If you said this because of any message from me, then I probably should have given more context.

This was for a desktop PC upgrade, in a Corsair 5000D case. The OS (FreeBSD), user files, and almost everything is in M.2 (two of them, in a ZFS mirror). I just wanted a mechanical drive where I could send ZFS snapshots, local git mirrors, and some other rarely-read rarely-overwritten files (stuff like also videos/epubs/etc that I occasionally serve over HTTP). The purpose is just having as much storage as cheap as possible, and more conveniently than an external USB HDD (which I also have and use for backups, but I don't want to keep it connected to the PC).

The initial plan was to use 3.5" HDDs because the 5000D case technically supports them, but while actually building it and saw the PSU cables my noob lazy self thought how much of a PITA it would be to actually use 3.5" HDDs (or how ugly it would look if I put them in a different place than intended).

So the plan changed to using the 2.5" mounts, and here I am now.

I'm currently working on building a NAS (separate from this Corsair 5000D desktop build), so soon-ish I should be able to just use that NAS for these files, and use the free 2.5" mounts for SSDs to increase the system ZFS pool.

Hopefully this additional context clarifies things.


> edit: ah, you just have them in a mirror. In that case, the magnitude of the risk may be less as you only need to copy data once to rebuild. I’m not sure though as I’m not an expert on the topic.

Sadly, the problem still exists even for a simple mirror.

Though it can be mitigated by configuring a slow rebuild rate, so the new drive would have the time to perform the maintenance.


SMR is ungodly slow as a NTFS Windows boot/system HDD, compared to a regular HDD.

Why would you use an HDD as a boot drive in this day and age anyway? SSDs are cheap (around €10 for the cheapest 128GB drives where I live [1]).

[1] https://tweakers.net/solid-state-drives/vergelijken/#filter:...


>Why would you use an HDD as a boot drive in this day and age anyway?

I didn't purchase it but thought it would have similar boot times to a regular HDD, which is only a few seconds more of a delay than a SATA SSD.
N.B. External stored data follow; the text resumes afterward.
// SPDX-License-Identifier: AGPL-3.0-only
// Copyright (C) 2024 Jonathan Lee
// This program is free software: you can redistribute it and/or modify
// it under the terms of the GNU Affero General Public License version 3
// as published by the Free Software Foundation.
// This program is distributed in the hope that it will be useful,
// but WITHOUT ANY WARRANTY; without even the implied warranty of
// MERCHANTABILITY or FITNESS FOR A PARTICULAR PURPOSE.
// See the GNU Affero General Public License for more details.
// You should have received a copy of the GNU Affero General Public License
// along with this program. If not, see https://www.gnu.org/licenses/.

use crate::model::{SeriesList, Splits};
use serde::Serialize;
use std::cmp::Ordering;
use std::fmt;

pub const MIN_SCORE: i32 = 1;
pub const MAX_SCORE: i32 = 10;
pub const NEVER_SCORE: i32 = -1;

#[derive(Debug, Clone, Copy, PartialEq, Eq, Hash, Serialize)]
#[serde(rename_all = "lowercase")]
pub enum ResolveState {
    Ready,
    Automatic,
    Manual,
    Never,
}

impl fmt::Display for ResolveState {
    fn fmt(&self, f: &mut fmt::Formatter<'_>) -> fmt::Result {
        f.write_str(match self {
            ResolveState::Ready => "ready",
            ResolveState::Automatic => "automatic",
            ResolveState::Manual => "manual",
            ResolveState::Never => "never",
        })
    }
}

/// A proposed patch to the query. Absent parts are left as they are.
#[derive(Debug, Clone, PartialEq, Default, Serialize)]
pub struct Adjustment {
    #[serde(skip_serializing_if = "Option::is_none")]
    pub splits: Option<Splits>,
    #[serde(skip_serializing_if = "Option::is_none")]
    pub series: Option<SeriesList>,
}

impl Adjustment {
    pub fn splits(splits: Splits) -> Self {
        Self {
            splits: Some(splits),
            series: None,
        }
    }

    pub fn series(series: SeriesList) -> Self {
        Self {
            splits: None,
            series: Some(series),
        }
    }

    pub fn with_series(mut self, series: SeriesList) -> Self {
        self.series = Some(series);
        self
    }
}

#[derive(Debug, Clone, PartialEq, Serialize)]
pub struct Resolution {
    pub description: String,
    pub adjustment: Adjustment,
}

impl Resolution {
    pub fn new(description: impl Into<String>, adjustment: Adjustment) -> Self {
        Self {
            description: description.into(),
            adjustment,
        }
    }
}

/// Verdict of one visualization's rules for the current query shape.
#[derive(Debug, Clone, PartialEq, Serialize)]
pub struct Resolve {
    score: i32,
    state: ResolveState,
    #[serde(skip_serializing_if = "Option::is_none")]
    adjustment: Option<Adjustment>,
    #[serde(skip_serializing_if = "Option::is_none")]
    message: Option<String>,
    #[serde(skip_serializing_if = "Vec::is_empty")]
    resolutions: Vec<Resolution>,
}

impl Resolve {
    /// The visualization can never be offered for this data cube.
    pub const NEVER: Resolve = Resolve {
        score: NEVER_SCORE,
        state: ResolveState::Never,
        adjustment: None,
        message: None,
        resolutions: Vec::new(),
    };

    fn new(
        score: i32,
        state: ResolveState,
        adjustment: Option<Adjustment>,
        message: Option<String>,
        resolutions: Vec<Resolution>,
    ) -> Self {
        Self {
            score: score.clamp(MIN_SCORE, MAX_SCORE),
            state,
            adjustment,
            message,
            resolutions,
        }
    }

    pub fn ready(score: i32) -> Self {
        Self::new(score, ResolveState::Ready, None, None, Vec::new())
    }

    pub fn automatic(score: i32, adjustment: Adjustment) -> Self {
        Self::new(score, ResolveState::Automatic, Some(adjustment), None, Vec::new())
    }

    pub fn manual(score: i32, message: impl Into<String>, resolutions: Vec<Resolution>) -> Self {
        Self::new(
            score,
            ResolveState::Manual,
            None,
            Some(message.into()),
            resolutions,
        )
    }

    /// Orders verdicts best first.
    pub fn compare(a: &Resolve, b: &Resolve) -> Ordering {
        b.score.cmp(&a.score)
    }

    pub fn score(&self) -> i32 {
        self.score
    }

    pub fn state(&self) -> ResolveState {
        self.state
    }

    pub fn adjustment(&self) -> Option<&Adjustment> {
        self.adjustment.as_ref()
    }

    pub fn message(&self) -> Option<&str> {
        self.message.as_deref()
    }

    pub fn resolutions(&self) -> &[Resolution] {
        &self.resolutions
    }

    pub fn is_ready(&self) -> bool {
        self.state == ResolveState::Ready
    }

    pub fn is_automatic(&self) -> bool {
        self.state == ResolveState::Automatic
    }

    pub fn is_manual(&self) -> bool {
        self.state == ResolveState::Manual
    }

    pub fn is_never(&self) -> bool {
        self.state == ResolveState::Never
    }
}

impl fmt::Display for Resolve {
    fn fmt(&self, f: &mut fmt::Formatter<'_>) -> fmt::Result {
        write!(f, "{} ({})", self.state, self.score)?;
        if let Some(message) = &self.message {
            write!(f, ": {message}")?;
        }
        Ok(())
    }
}
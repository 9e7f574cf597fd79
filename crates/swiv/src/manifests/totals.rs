// SPDX-License-Identifier: AGPL-3.0-only
// Copyright (C) 2024 Jonathan Lee
// This program is free software: you can redistribute it and/or modify
// it under the terms of the GNU Affero General Public License version 3
// as published by the Free Software Foundation.
// This program is distributed in the hope that it will be useful,
// but WITHOUT ANY WARRANTY; without even the implied warranty of
// MERCHANTABILITY or FITNESS FOR A PARTICULAR PURPOSE.
// See the GNU Affero General Public License for more details.
// You should have received a copy of the GNU Affero General Public License
// along with this program. If not, see https://www.gnu.org/licenses/.

use super::{VisualizationManifest, VisualizationSettings};
use crate::model::Splits;
use crate::rules::predicates::no_splits;
use crate::rules::{Actions, Adjustment, Resolve, RuleVariables, VisualizationRulesBuilder};
use serde_json::json;

pub const NAME: &str = "totals";
pub const TITLE: &str = "Totals";

pub fn manifest() -> VisualizationManifest {
    let evaluator = VisualizationRulesBuilder::empty()
        .when(no_splits())
        .then(Actions::ready(10))
        .otherwise(|_: &RuleVariables| Resolve::automatic(3, Adjustment::splits(Splits::empty())))
        .build();
    VisualizationManifest::new(NAME, TITLE, evaluator, VisualizationSettings::new(json!({})))
}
Nope this was one of the 8TB WD SMR's and takes about 10 times as long to boot compared to regular HDD. Still that's only a few minutes total and it's easy to just boot a few minutes earlier before I want to use that particular PC. Once Windows is initially loaded into memory (against upstream return data being slowly written to the SMR) it mostly works like normal after that.

Plus when you've got terabytes there's plenty of room for a number of 64GB partitions to install various bootable OS's in, without hardly compromising the major amount of free space you have left over for bulk storage in the large partition(s).